In a former life I was a musician and studied Music Education at the University of Missouri. At some point around 2002 I became burned out, left the program, and switched to business. Although I haven't played much in the past decade I still remember enough to be dangerous. Now that my son is coming of age I've decided to teach him to drum.

A little background:
My son seems to have some natural musical ability. at a very young age he seemed to pick up on tones and rhythms. So about a year and a half ago my wife and I put him in piano lessons. We pushed him to practice hard for the first year, but for the past six months we've left it more up to him to practice and be prepared for his lesson every week. Now he wants to learn to drum in addition to piano.

3/19/16 Piano Homework
My approach:
I began a few weeks ago by setting him up with a real feel drum pad and a basic snare book "A fresh approach to the snare drum" by Mark Wessels. I've established three rules: 1) I will only teach him as long as he can control his attitude, 2) I'm not going to tell him to practice (like piano), 3) if he's not ready for a lesson I'm not going to move him on to the next. After about three weeks we finally made it past the first lesson. I've spent quite a bit of time with him on grip, using his wrist and fingers, and his stroke in general.

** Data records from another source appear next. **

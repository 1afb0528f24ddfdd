// Licensed to the Apache Software Foundation (ASF) under one
// or more contributor license agreements.  See the NOTICE file
// distributed with this work for additional information
// regarding copyright ownership.  The ASF licenses this file
// to you under the Apache License, Version 2.0 (the
// "License"); you may not use this file except in compliance
// with the License.  You may obtain a copy of the License at
//
//   http://www.apache.org/licenses/LICENSE-2.0
//
// Unless required by applicable law or agreed to in writing,
// software distributed under the License is distributed on an
// "AS IS" BASIS, WITHOUT WARRANTIES OR CONDITIONS OF ANY
// KIND, either express or implied.  See the License for the
// specific language governing permissions and limitations
// under the License.
use anyhow::{Context, Result, anyhow};
use serde::Deserialize;
use std::path::{Path, PathBuf};
use std::sync::OnceLock;

static CONFIG: OnceLock<HashAggConfig> = OnceLock::new();

fn default_log_level() -> String {
    "info".to_string()
}

pub fn init_from_path(path: impl AsRef<Path>) -> Result<&'static HashAggConfig> {
    if let Some(cfg) = CONFIG.get() {
        return Ok(cfg);
    }
    let cfg = HashAggConfig::load_from_file(path.as_ref())?;
    Ok(CONFIG.get_or_init(|| cfg))
}

pub fn init_from_env_or_default() -> Result<&'static HashAggConfig> {
    if let Some(cfg) = CONFIG.get() {
        return Ok(cfg);
    }
    let path = config_path_from_env_or_default()?;
    let cfg = HashAggConfig::load_from_file(&path)?;
    Ok(CONFIG.get_or_init(|| cfg))
}

pub fn config() -> Result<&'static HashAggConfig> {
    init_from_env_or_default()
}

fn config_path_from_env_or_default() -> Result<PathBuf> {
    if let Ok(p) = std::env::var("HASHAGG_CONFIG")
        && !p.trim().is_empty()
    {
        return Ok(PathBuf::from(p));
    }

    let local = PathBuf::from("hashagg.toml");
    if local.exists() {
        return Ok(local);
    }

    Err(anyhow!(
        "missing config file: set $HASHAGG_CONFIG or create ./hashagg.toml"
    ))
}

#[derive(Clone, Debug, Deserialize)]
pub struct HashAggConfig {
    #[serde(default = "default_log_level")]
    pub log_level: String,

    /// Optional full tracing EnvFilter expression.
    /// If set, this takes precedence over `log_level`.
    /// Example: "hashagg::exec::spill=debug,info"
    #[serde(default)]
    pub log_filter: Option<String>,

    #[serde(default)]
    pub runtime: RuntimeConfig,

    #[serde(default)]
    pub spill: SpillConfig,
}

impl HashAggConfig {
    pub fn load_from_file(path: &Path) -> Result<Self> {
        let s = std::fs::read_to_string(path)
            .with_context(|| format!("read config file: {}", path.display()))?;
        Self::parse(&s).with_context(|| format!("parse toml: {}", path.display()))
    }

    pub fn parse(s: &str) -> Result<Self> {
        let cfg: HashAggConfig = toml::from_str(s)?;
        cfg.spill.validate()?;
        cfg.runtime.validate()?;
        Ok(cfg)
    }

    pub fn effective_log_filter(&self) -> String {
        self.log_filter
            .as_deref()
            .map(str::trim)
            .filter(|s| !s.is_empty())
            .map(str::to_string)
            .unwrap_or_else(|| self.log_level.clone())
    }
}

impl Default for HashAggConfig {
    fn default() -> Self {
        Self {
            log_level: default_log_level(),
            log_filter: None,
            runtime: RuntimeConfig::default(),
            spill: SpillConfig::default(),
        }
    }
}

#[derive(Clone, Debug, Deserialize)]
pub struct RuntimeConfig {
    /// Initial byte capacity reserved by each aggregate state arena.
    #[serde(default = "default_state_arena_block_size")]
    pub state_arena_block_size: usize,
    /// Chunk capacity of the bounded queue used by streaming pre-aggregation.
    #[serde(default = "default_streaming_queue_capacity")]
    pub streaming_queue_capacity: usize,
    /// Upper bound on rows per chunk when materializing results.
    #[serde(default = "default_batch_size")]
    pub batch_size: usize,
}

fn default_state_arena_block_size() -> usize {
    64 * 1024
}
fn default_streaming_queue_capacity() -> usize {
    8
}
fn default_batch_size() -> usize {
    4096
}

impl RuntimeConfig {
    fn validate(&self) -> Result<()> {
        if self.streaming_queue_capacity == 0 {
            return Err(anyhow!("runtime.streaming_queue_capacity must be positive"));
        }
        if self.batch_size == 0 {
            return Err(anyhow!("runtime.batch_size must be positive"));
        }
        Ok(())
    }
}

impl Default for RuntimeConfig {
    fn default() -> Self {
        Self {
            state_arena_block_size: default_state_arena_block_size(),
            streaming_queue_capacity: default_streaming_queue_capacity(),
            batch_size: default_batch_size(),
        }
    }
}

#[derive(Clone, Debug, Deserialize)]
pub struct SpillConfig {
    #[serde(default = "default_spill_enable")]
    pub enable: bool,
    #[serde(default)]
    pub local_dirs: Vec<String>,
    /// One of "none", "lz4" or "zstd".
    #[serde(default = "default_spill_ipc_compression")]
    pub ipc_compression: String,
    /// Spill writes `1 << partition_count_bits` chunks per round.
    #[serde(default = "default_spill_partition_count_bits")]
    pub partition_count_bits: u32,
    /// Resident bytes above which a hash aggregation spills. Unset disables spilling.
    #[serde(default)]
    pub agg_bytes_threshold: Option<usize>,
}

fn default_spill_enable() -> bool {
    false
}
fn default_spill_ipc_compression() -> String {
    "lz4".to_string()
}
fn default_spill_partition_count_bits() -> u32 {
    4
}

/// Largest accepted `partition_count_bits`.
pub const MAX_SPILL_PARTITION_COUNT_BITS: u32 = 16;

impl SpillConfig {
    fn validate(&self) -> Result<()> {
        if self.partition_count_bits > MAX_SPILL_PARTITION_COUNT_BITS {
            return Err(anyhow!(
                "spill.partition_count_bits={} exceeds {}",
                self.partition_count_bits,
                MAX_SPILL_PARTITION_COUNT_BITS
            ));
        }
        match self.ipc_compression.trim().to_ascii_lowercase().as_str() {
            "none" | "lz4" | "lz4_frame" | "zstd" => Ok(()),
            other => Err(anyhow!("unsupported spill.ipc_compression: {other}")),
        }
    }
}

impl Default for SpillConfig {
    fn default() -> Self {
        Self {
            enable: default_spill_enable(),
            local_dirs: Vec::new(),
            ipc_compression: default_spill_ipc_compression(),
            partition_count_bits: default_spill_partition_count_bits(),
            agg_bytes_threshold: None,
        }
    }
}

#[cfg(test)]
mod tests {
    use super::*;

    #[test]
    fn empty_document_takes_defaults() {
        let cfg = HashAggConfig::parse("").expect("parse");
        assert_eq!(cfg.log_level, "info");
        assert!(!cfg.spill.enable);
        assert_eq!(cfg.spill.partition_count_bits, 4);
        assert_eq!(cfg.spill.agg_bytes_threshold, None);
        assert_eq!(cfg.runtime.streaming_queue_capacity, 8);
    }

    #[test]
    fn spill_section_is_parsed() {
        let cfg = HashAggConfig::parse(
            r#"
log_filter = "hashagg=debug"

[spill]
enable = true
local_dirs = ["/tmp/a", "/tmp/b"]
ipc_compression = "zstd"
partition_count_bits = 2
agg_bytes_threshold = 1048576
"#,
        )
        .expect("parse");
        assert!(cfg.spill.enable);
        assert_eq!(cfg.spill.local_dirs.len(), 2);
        assert_eq!(cfg.spill.partition_count_bits, 2);
        assert_eq!(cfg.spill.agg_bytes_threshold, Some(1 << 20));
        assert_eq!(cfg.effective_log_filter(), "hashagg=debug");
    }

    #[test]
    fn oversized_partition_bits_are_rejected() {
        let err = HashAggConfig::parse("[spill]\npartition_count_bits = 17\n")
            .expect_err("must reject");
        assert!(err.to_string().contains("partition_count_bits"));
    }

    #[test]
    fn unknown_codec_is_rejected() {
        assert!(HashAggConfig::parse("[spill]\nipc_compression = \"snappy\"\n").is_err());
    }
}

Real Feel pad and Lesson book (lesson 1)
I've considered that this approach will allow him to develop individual technique, but it will leave gaps in his overall ability because he is only play solo. To give him an opportunity to get some ensemble experience I am working to put together a non-profit youth percussion ensemble similar to the Louisville Leopards. In the meantime I've decided to try a different approach by incorporating the PlayStation 4 game Rock Band.
Rock Band 4 Drum Pad
Why I think this will work:
I am betting on adult learning theory on this one. Although this is unorthodox, it is supported by Edward Thorndike's Theory of Identical Elements which states that learning is more likely to occur when it's as close to the actual performance as possible. Second, Social Learning theory states that learning transfer occurs better when the desired performance is modeled (me playing too). Third, immediate and specific feedback. If he's out of time the system will tell him immediately. Fourth, gamification. He can start on easy mode and work his way up to hard. He can learn songs he wants to learn. Ohh, and I can play the guitar too so it'll be fun at the same time.